KABUL: Anti-government elements must immediately end the indiscriminate and disproportionate use of all improvised explosive devices in areas frequented by civilians, said UN mission on Sunday.

In its special human rights report, the United Nations Assistance Mission for Afghanistan articulated a sharp increase from January to September 2018 in the killing and maiming of Afghan civilians by IEDs, which have caused almost half of the civilian casualties from conflict-related violence.

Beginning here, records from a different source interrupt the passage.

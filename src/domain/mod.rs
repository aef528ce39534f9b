pub mod decision_schema;
pub mod error;
pub mod llm_config;
pub mod parameters;
pub mod policy_tags;
pub mod query;
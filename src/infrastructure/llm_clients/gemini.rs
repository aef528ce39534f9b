use super::{build_http_client, CompletionRequest};
use crate::domain::error::{AppError, Result};
use crate::domain::llm_config::LLMConfig;
use serde::{Deserialize, Serialize};
use tracing::debug;

#[derive(Serialize)]
struct GeminiRequest {
    #[serde(rename = "systemInstruction", skip_serializing_if = "Option::is_none")]
    system_instruction: Option<GeminiContent>,
    contents: Vec<GeminiContent>,
    #[serde(rename = "generationConfig")]
    generation_config: GenerationConfig,
}

#[derive(Serialize)]
struct GeminiContent {
    parts: Vec<GeminiPart>,
    #[serde(skip_serializing_if = "Option::is_none")]
    role: Option<String>,
}

#[derive(Serialize)]
struct GeminiPart {
    text: String,
}

#[derive(Serialize)]
struct GenerationConfig {
    temperature: f64,
    #[serde(rename = "maxOutputTokens", skip_serializing_if = "Option::is_none")]
    max_output_tokens: Option<u32>,
    #[serde(rename = "responseMimeType", skip_serializing_if = "Option::is_none")]
    response_mime_type: Option<String>,
}

#[derive(Deserialize)]
struct GeminiResponse {
    #[serde(default)]
    candidates: Vec<GeminiCandidate>,
}

#[derive(Deserialize)]
struct GeminiCandidate {
    content: GeminiCandidateContent,
}

#[derive(Deserialize)]
struct GeminiCandidateContent {
    #[serde(default)]
    parts: Vec<GeminiCandidatePart>,
}

#[derive(Deserialize)]
struct GeminiCandidatePart {
    text: String,
}

pub struct GeminiClient {
    client: reqwest::Client,
}

impl GeminiClient {
    pub fn new(timeout_secs: u64) -> Self {
        Self {
            client: build_http_client(timeout_secs),
        }
    }

    fn api_key(config: &LLMConfig) -> Result<String> {
        config
            .api_key
            .clone()
            .filter(|key| !key.trim().is_empty())
            .ok_or_else(|| AppError::LLMError("Missing API key for Google provider".to_string()))
    }

    fn request_body(config: &LLMConfig, request: &CompletionRequest) -> GeminiRequest {
        let system_instruction = (!request.system.trim().is_empty()).then(|| GeminiContent {
            parts: vec![GeminiPart {
                text: request.system.clone(),
            }],
            role: None,
        });

        GeminiRequest {
            system_instruction,
            contents: vec![GeminiContent {
                parts: vec![GeminiPart {
                    text: request.user.clone(),
                }],
                role: Some("user".to_string()),
            }],
            generation_config: GenerationConfig {
                temperature: config.temperature.unwrap_or(0.0) as f64,
                max_output_tokens: config.max_tokens,
                response_mime_type: request
                    .json_mode
                    .then(|| "application/json".to_string()),
            },
        }
    }

    pub async fn generate(&self, config: &LLMConfig, request: &CompletionRequest) -> Result<String> {
        let api_key = Self::api_key(config)?;
        let model_id = config.model.trim();
        let base_url = config.base_url.trim_end_matches('/');
        let url = format!("{}/{}:generateContent", base_url, model_id);
        debug!(model = %model_id, "Sending Gemini generateContent request");

        let response = self
            .client
            .post(&url)
            .query(&[("key", api_key)])
            .json(&Self::request_body(config, request))
            .send()
            .await
            .map_err(|e| AppError::LLMError(format!("Request failed: {}", e)))?;

        if !response.status().is_success() {
            let status = response.status();
            let text = response.text().await.unwrap_or_default();
            return Err(AppError::LLMError(format!(
                "API error ({}): {}",
                status, text
            )));
        }

        let json: GeminiResponse = response
            .json()
            .await
            .map_err(|e| AppError::LLMError(format!("Failed to parse JSON: {}", e)))?;

        let text: String = json
            .candidates
            .first()
            .map(|candidate| {
                candidate
                    .content
                    .parts
                    .iter()
                    .map(|part| part.text.as_str())
                    .collect()
            })
            .unwrap_or_default();

        if text.trim().is_empty() {
            return Err(AppError::LLMError("Invalid response format".to_string()));
        }
        Ok(text)
    }
}

#[cfg(test)]
mod tests {
    use super::*;
    use crate::domain::llm_config::LLMProvider;

    #[test]
    fn test_request_body_shape() {
        let config = LLMConfig {
            provider: LLMProvider::Gemini,
            ..LLMConfig::default()
        };
        let body = GeminiClient::request_body(&config, &CompletionRequest::json("sys", "שאלה"));
        let json = serde_json::to_value(&body).unwrap();

        assert_eq!(json["systemInstruction"]["parts"][0]["text"], "sys");
        assert_eq!(json["contents"][0]["role"], "user");
        assert_eq!(json["contents"][0]["parts"][0]["text"], "שאלה");
        assert_eq!(json["generationConfig"]["responseMimeType"], "application/json");
        assert_eq!(json["generationConfig"]["maxOutputTokens"], 1024);
    }

    #[test]
    fn test_missing_key_is_provider_error() {
        let config = LLMConfig {
            provider: LLMProvider::Gemini,
            api_key: None,
            ..LLMConfig::default()
        };
        assert!(matches!(
            GeminiClient::api_key(&config),
            Err(AppError::LLMError(_))
        ));
    }
}
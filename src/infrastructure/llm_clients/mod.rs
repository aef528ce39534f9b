pub mod gemini;
pub mod openai_compatible;

use std::time::Duration;

use crate::domain::error::Result;
use crate::domain::llm_config::{LLMConfig, LLMProvider};
use async_trait::async_trait;
use gemini::GeminiClient;
use openai_compatible::OpenAICompatibleClient;

/// One chat-completion round-trip: a system prompt plus one user message.
#[derive(Debug, Clone, PartialEq, Eq)]
pub struct CompletionRequest {
    pub system: String,
    pub user: String,
    /// Ask the provider for a bare JSON object when it supports that mode.
    pub json_mode: bool,
}

impl CompletionRequest {
    pub fn json(system: impl Into<String>, user: impl Into<String>) -> Self {
        Self {
            system: system.into(),
            user: user.into(),
            json_mode: true,
        }
    }
}

#[derive(Debug, Clone, PartialEq, Eq)]
pub struct CompletionResponse {
    pub content: String,
}

#[async_trait]
pub trait CompletionClient: Send + Sync {
    async fn complete(&self, request: CompletionRequest) -> Result<CompletionResponse>;
}

pub(crate) fn build_http_client(timeout_secs: u64) -> reqwest::Client {
    reqwest::Client::builder()
        .timeout(Duration::from_secs(timeout_secs.max(1)))
        .build()
        .unwrap_or_else(|_| reqwest::Client::new())
}

/// Dispatches on `LLMConfig::provider`: Gemini speaks `generateContent`,
/// everything else speaks OpenAI-style `/chat/completions`.
pub struct RouterClient {
    config: LLMConfig,
    openai: OpenAICompatibleClient,
    gemini: GeminiClient,
}

impl RouterClient {
    pub fn new(config: LLMConfig) -> Self {
        Self {
            openai: OpenAICompatibleClient::new(config.timeout_secs),
            gemini: GeminiClient::new(config.timeout_secs),
            config,
        }
    }
}

#[async_trait]
impl CompletionClient for RouterClient {
    async fn complete(&self, request: CompletionRequest) -> Result<CompletionResponse> {
        let content = match self.config.provider {
            LLMProvider::Gemini => self.gemini.generate(&self.config, &request).await?,
            _ => self.openai.generate(&self.config, &request).await?,
        };
        Ok(CompletionResponse { content })
    }
}
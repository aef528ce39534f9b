pub mod bootstrap;
pub mod config;
pub mod db;
pub mod llm_clients;
pub mod response;
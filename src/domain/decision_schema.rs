pub const DECISIONS_TABLE: &str = "israeli_government_decisions";

/// Columns for a single-decision card.
pub const CARD_COLUMNS: &str = "id, government_number, decision_number, decision_date, \
decision_title, summary, decision_content, tags_policy_area, tags_government_body, \
tags_location, operativity, prime_minister, committee, decision_url, decision_key";

/// List rows skip `decision_content`.
pub const LIST_COLUMNS: &str = "id, government_number, decision_number, decision_date, \
decision_title, summary, tags_policy_area, operativity, prime_minister, decision_url";

pub const OPERATIVE: &str = "אופרטיבית";
pub const DECLARATIVE: &str = "דקלרטיבית";

/// Schema text handed to the completion provider during synthesis.
pub const SCHEMA_DESCRIPTION: &str = r#"Table israeli_government_decisions (PostgreSQL):
- id (integer, primary key)
- government_number (text) e.g. '37'
- decision_number (text) e.g. '660'
- decision_date (date)
- decision_title (text, Hebrew)
- summary (text, Hebrew)
- decision_content (text, Hebrew, full body)
- tags_policy_area (text, semicolon-delimited canonical policy tags)
- tags_government_body (text, semicolon-delimited)
- tags_location (text, semicolon-delimited)
- operativity (text: 'אופרטיבית' or 'דקלרטיבית')
- prime_minister (text, Hebrew full name)
- committee (text)
- decision_url (text)
- decision_key (text, unique '<government>_<decision>')
Full-text indexes exist on decision_title, summary, decision_content and tags_policy_area."#;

It outlines serious concern over the increased number of deliberate and indiscriminate attacks by anti-government elements against the civilian population. These attacks primarily involved the use of suicide and non-suicide IEDs: bombs designed, planned and placed to detonate among crowds of civilians to kill and maim Afghan men, women and children; destroy livelihoods; disrupt lives; and create terror among survivors.

The report identifies the victims of these deliberate attacks as including midwifery students and students preparing for university entrance exams; players and spectators at cricket and wrestling matches; worshippers at mosques; humanitarian aid workers; education officials; civilian government staff providing essential services to Afghans, as well as civilians seeking to access those government services; and election workers, and men and women attempting to participate in the electoral process.

Of grave concern, the report documents how medical personnel and journalists responding to suicide and other IED attacks were also targeted with such devices.
“Deliberately targeting civilians is a war crime and cannot be tolerated,” said Tadamichi Yamamoto, the UN Secretary-General’s Special Representative for Afghanistan.
“Beyond the immediate and direct harm caused to victims and their families, the long-lasting effects of suicide and other IED attacks on the wider civilian population cannot be ignored,” said Yamamoto, who is also head of UNAMA. “The unpredictable nature of these types of attacks has caused Afghans unbearable suffering and forced them to live in fear of the next explosion, severely curtailing their ability to carry out normal lives.”

Suicide and other IED attacks directed at the civilian population as well as the indiscriminate use of these tactics are serious violations of international humanitarian law. The widespread use of IED attacks directed against Afghanistan’s civilian population, including religious or ethnic minorities, may amount to war crimes or crimes against humanity, and requires investigation by competent authorities.
UNAMA maintains that all parties must immediately cease the deliberate targeting of civilians and civilian objects, and provides recommendations in the report for immediate measures to be taken to prevent further civilian deaths and injuries from these attacks.